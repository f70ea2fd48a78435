use std::fs::File;
use std::io::{self, BufReader, Read};
use std::path::Path;
use std::time::Duration;

use chrono::{Local, Utc};
use hex::encode;
use sha2::{Digest, Sha256};

pub struct Utils;

impl Utils {
    /// Current UTC time as unix seconds, the representation used for every timestamp column.
    pub fn now_secs() -> i64 {
        Utc::now().timestamp()
    }

    /// Local wall-clock stamp used in backup file names, e.g. `20240311-142501`.
    pub fn file_stamp() -> String {
        Local::now().format("%Y%m%d-%H%M%S").to_string()
    }

    /// Hex SHA-256 of a file's contents, read in 8 KiB chunks.
    pub fn sha256_file(path: &Path) -> Result<String, io::Error> {
        let mut reader = BufReader::new(File::open(path)?);
        let mut hasher = Sha256::new();
        let mut buffer = [0; 8192];

        loop {
            let bytes_read = reader.read(&mut buffer)?;
            if bytes_read == 0 {
                break;
            }
            hasher.update(&buffer[..bytes_read]);
        }

        Ok(encode(hasher.finalize()))
    }

    pub fn format_elapsed(elapsed: Duration) -> String {
        let secs = elapsed.as_secs();
        if secs < 60 {
            format!("{}.{:01}s", secs, elapsed.subsec_millis() / 100)
        } else if secs < 3600 {
            format!("{}m {}s", secs / 60, secs % 60)
        } else {
            format!("{}h {}m", secs / 3600, (secs % 3600) / 60)
        }
    }
}

#[cfg(test)]
mod tests {
    use super::*;

    #[test]
    fn test_format_elapsed() {
        assert_eq!(Utils::format_elapsed(Duration::from_millis(2_340)), "2.3s");
        assert_eq!(Utils::format_elapsed(Duration::from_secs(125)), "2m 5s");
        assert_eq!(Utils::format_elapsed(Duration::from_secs(7_380)), "2h 3m");
    }

    #[test]
    fn test_sha256_file() {
        let dir = tempfile::TempDir::new().unwrap();
        let path = dir.path().join("abc.txt");
        std::fs::write(&path, b"abc").unwrap();
        assert_eq!(
            Utils::sha256_file(&path).unwrap(),
            "ba7816bf8f01cfea414140de5dae2223b00361a396177a9cb410ff61f20015ad"
        );
        assert!(Utils::sha256_file(&dir.path().join("missing")).is_err());
    }

    #[test]
    fn test_file_stamp_shape() {
        let stamp = Utils::file_stamp();
        assert_eq!(stamp.len(), 15);
        assert_eq!(stamp.as_bytes()[8], b'-');
        assert!(stamp.chars().filter(|c| *c != '-').all(|c| c.is_ascii_digit()));
    }
}
//! Well-known annotations recognised by the scheduling core.

use crate::job::SchedulerJob;

/// Pod-requirement annotation constraining every member of a gang to
/// nodes carrying identical values for the named label key.
pub const GANG_NODE_UNIFORMITY_LABEL_ANNOTATION: &str = "convoy.io/gang-node-uniformity-label";

/// Job annotation (value `"true"`) marking a job that was preempted
/// before the current scheduling round and is being considered for
/// re-scheduling.
pub const IS_EVICTED_ANNOTATION: &str = "convoy.io/is-evicted";

/// True iff `job` carries the evicted-job marker.
pub fn is_evicted_job(job: &dyn SchedulerJob) -> bool {
    job.annotations()
        .get(IS_EVICTED_ANNOTATION)
        .map(|value| value == "true")
        .unwrap_or(false)
}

◆ AIM OF THE TASK ◆
A single number is the answer here: the count of lines in the listing that hold the string "label".

◆ EXERCISE OUTPUT ◆
2